Friday, October 2, 2015

Starting the Tunnel

So I am now in the last month of my 30’s. I’m not feeling any more happiness or anxiety, pessimism or optimism than I usually do on any given day. What I am feeling is that I need to and want to change some things. I want to be more curious, for my adult life I’ve always gotten frustrated with people who ask a lot of questions, now I want to be one of those people I want to know stuff about stuff and the people who do that stuff and why they do it and if it’s cool, fun and fulfilling. I heard a quote the other day that went like this “I prefer having questions because then the whole world opens up to me.” Doesn’t that sound wonderful and positive having the whole world open to you? That just sounds fantastic. I want to live my life through experiences as opposed to stuff. This year I was able to take two awesome trips that I will always remember. Along the way I was able to do a couple of things I have wanted since I was a child, see a baseball game at Wrigley Field and go to a BIG TIME college football game. I was able to do these things with people that I love dearly and these things mean so much more to me than if that $ was spent on a new something or other. I plan to do a lot more of this because if you don’t enjoy the journey we all end up at the same destination. I want to become my true self and to do that I feel like I need to accomplish something. Not just something small but something big that is built up with lots of little accomplishments along the way. I am going to set a goal and I am going to write that goal down as well as a time period to reach that goal and I am going to make decisions based on if they will help me reach that goal. I’ve never really accomplished anything awesome in my opinion, sure I’ve graduated from high school and college, but lots of people have done that.

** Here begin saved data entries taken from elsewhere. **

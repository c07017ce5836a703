use axum::{
    http::StatusCode,
    response::{IntoResponse, Response},
    Json,
};
use serde_json::json;
use thiserror::Error;

#[derive(Debug, Error)]
pub enum ApiError {
    #[error("Not signed in")]
    Unauthorized,

    #[error("Chat not found: {0}")]
    ChatNotFound(String),

    #[error("Exercise not found: {0}")]
    ExerciseNotFound(String),

    #[error("Persistence error: {0}")]
    Persist(#[from] haven::PersistError),
}

impl IntoResponse for ApiError {
    fn into_response(self) -> Response {
        let (status, message) = match self {
            ApiError::Unauthorized => (StatusCode::UNAUTHORIZED, self.to_string()),
            ApiError::ChatNotFound(_) | ApiError::ExerciseNotFound(_) => {
                (StatusCode::NOT_FOUND, self.to_string())
            }
            ApiError::Persist(ref e) => {
                tracing::error!("Persistence error: {}", e);
                (StatusCode::INTERNAL_SERVER_ERROR, "Storage error".to_string())
            }
        };

        let body = Json(json!({
            "error": message
        }));

        (status, body).into_response()
    }
}

pub type ApiResult<T> = Result<T, ApiError>;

I was once dead set on being a great baseball player but I allowed the words of classmate who saw me excelling and doing something that I love, to drag me back into the den of mediocrity. I want to break out of that den and have my own den filled with awesomeness and accomplishment. I know I have it in me it’s just way down and it’s going to take some serious digging and maybe a few wrong turns but I am going to take a journey of self-discovery and discover a great person. Now I just need to figure out what that accomplishment should be.